Keep in mind that the air you breathe in only remains in your lungs for a short period of time, therefore it prevents a complete exchange of air. In turn this causes the amount of oxygen that is taken in to be reduced. As a matter of fact, poor breathing techniques are often the reason why people experience that dreaded side stitch as they run.
That being said, deep belly breathing is a much more efficient way of breathing when you run, this is because it uses the lung´s entire capacity. The air that is breathed in also travels down to the lower area of the lungs and remains there longer thus increasing your oxygen uptake. It is important to note that exhaling consciously and deeply will automatically lead to inhaling deeply, which also helps to improve your oxygen uptake.

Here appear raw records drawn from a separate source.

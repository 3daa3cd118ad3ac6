//! # Validate Subcommand
//!
//! Reads a submission from a file or stdin and runs it through the request
//! validator. The format tag is inferred from the file extension unless
//! `--format` is given.

use std::io::Read;
use std::path::{Path, PathBuf};

use anyhow::{Context, Result};
use clap::Args;

use tlm_core::format::{GZIP_TAG, JSON_TAG};
use tlm_core::{PayloadFormat, TelemetryRequest, ValidatorConfig};
use tlm_validate::RequestValidator;

use crate::{EXIT_ACCEPTED, EXIT_REJECTED};

/// Arguments for the `tlm validate` subcommand.
#[derive(Args, Debug)]
pub struct ValidateArgs {
    /// Submission file, or `-` for stdin.
    pub path: PathBuf,

    /// Format tag (`json` or `gzip`, case-insensitive). Defaults to `gzip`
    /// for `.gz` files and `json` otherwise.
    #[arg(long)]
    pub format: Option<String>,
}

/// Infer a format tag from a file extension.
fn infer_tag(path: &Path) -> &'static str {
    let is_gz = path
        .extension()
        .and_then(|e| e.to_str())
        .is_some_and(|e| e.eq_ignore_ascii_case("gz"));
    if is_gz {
        GZIP_TAG
    } else {
        JSON_TAG
    }
}

fn read_input(path: &Path) -> Result<Vec<u8>> {
    if path.as_os_str() == "-" {
        let mut buf = Vec::new();
        std::io::stdin()
            .read_to_end(&mut buf)
            .context("failed to read stdin")?;
        Ok(buf)
    } else {
        std::fs::read(path).with_context(|| format!("failed to read {}", path.display()))
    }
}

/// Wrap raw input as a tagged request. Non-UTF-8 text in JSON mode becomes a
/// request without a body.
fn build_request(format: PayloadFormat, input: Vec<u8>) -> TelemetryRequest {
    match format {
        PayloadFormat::Binary => TelemetryRequest::from_bytes(input),
        PayloadFormat::Json => String::from_utf8(input)
            .map(TelemetryRequest::from_text)
            .unwrap_or_else(|_| TelemetryRequest::empty()),
    }
}

/// Run `tlm validate`. Returns the process exit code.
pub fn run_validate(args: &ValidateArgs, config: &ValidatorConfig) -> Result<u8> {
    let tag = args
        .format
        .as_deref()
        .unwrap_or_else(|| infer_tag(&args.path));
    let format = PayloadFormat::from_tag(tag);
    let input = read_input(&args.path)?;
    tracing::debug!(path = %args.path.display(), %format, bytes = input.len(), "validating");

    let request = build_request(format, input).with_id(args.path.display().to_string());
    let validator = RequestValidator::new(config.clone());

    match validator.validate(&request, format) {
        Ok(()) => {
            println!("accepted");
            Ok(EXIT_ACCEPTED)
        }
        Err(e) => {
            println!("rejected: {}: {e}", e.kind());
            Ok(EXIT_REJECTED)
        }
    }
}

Here is a simple way to practice deep belly breathing:
Lie down on a flat surface, it can be your bed, sofa or even the floor and place a light book or your hands over your stomach.

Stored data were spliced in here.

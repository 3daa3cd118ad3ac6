//! # Payload Decoding
//!
//! Decodes JSON text into a top-level object map. The decoder carries no
//! state; one instance is built at startup and shared by reference.

use serde_json::{Map, Value};
use thiserror::Error;

/// Why a JSON body could not be decoded into an object.
#[derive(Error, Debug)]
pub enum DecodeError {
    /// No text body was supplied.
    #[error("request body is missing")]
    MissingBody,

    /// The text is not valid JSON.
    #[error("invalid JSON: {0}")]
    Syntax(#[from] serde_json::Error),

    /// The text is valid JSON but the top level is not an object.
    #[error("expected a JSON object at top level, found {found}")]
    NotAnObject {
        /// JSON type name of the top-level value.
        found: &'static str,
    },
}

/// Stateless JSON object decoder.
#[derive(Debug, Clone, Copy, Default)]
pub struct PayloadDecoder {
    _private: (),
}

impl PayloadDecoder {
    /// Create a decoder.
    pub fn new() -> Self {
        Self { _private: () }
    }

    /// Decode `text` into a top-level JSON object.
    pub fn decode_object(&self, text: Option<&str>) -> Result<Map<String, Value>, DecodeError> {
        let text = text.ok_or(DecodeError::MissingBody)?;
        match serde_json::from_str::<Value>(text)? {
            Value::Object(map) => Ok(map),
            other => Err(DecodeError::NotAnObject {
                found: json_type_name(&other),
            }),
        }
    }
}

/// JSON type name of a value, for diagnostics.
pub fn json_type_name(value: &Value) -> &'static str {
    match value {
        Value::Null => "null",
        Value::Bool(_) => "boolean",
        Value::Number(_) => "number",
        Value::String(_) => "string",
        Value::Array(_) => "array",
        Value::Object(_) => "object",
    }
}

Deeply and consciously breathe in and out. You should clearly be able to observe the boo or your hands rising as you breathe in and falling as you then breathe out.
Your focus should be on trying to exhale all of the air out of your lungs. It is quite simple and a bit of practice will help you to easily begin belly breathing automatically and naturally as you run.
Keep in mind that controlling your breathe as you run is extremely important and that is why it is recommended that you keep a rhythm. For a low intensity, easy run keep a 3:3 breathing rhythm, meaning three steps while you breathe in and three steps as you breathe out. For a run of a medium intensity, a 2:2 breathing rhythm is recommended, and for high-intensity and maximum runs, such as the final burst at the end of a marathon, a 1:1 breathing rhythm is best.
Keep in mind that these rules will not apply to every runner, they are merely meant as a rule of thumb. The best thing you can do is try various breathing rhythms until you find the one the works best and helps you feel the most comfortable. Regardless of your running intensity and breathing rate, the important thing to focus on is deep and conscious belly breathing, this will allow you to increase the length of time that you are able to breathe in and breathe out.
In conclusion, remember that running and controlling your breath go hand in hand. Focus on deep belly breathing and avoid shallow chest breathing. Try out various breathing rhythms until you find the one that works best, and remember that over time and with practice, you will develop the best breathing rhythm for you.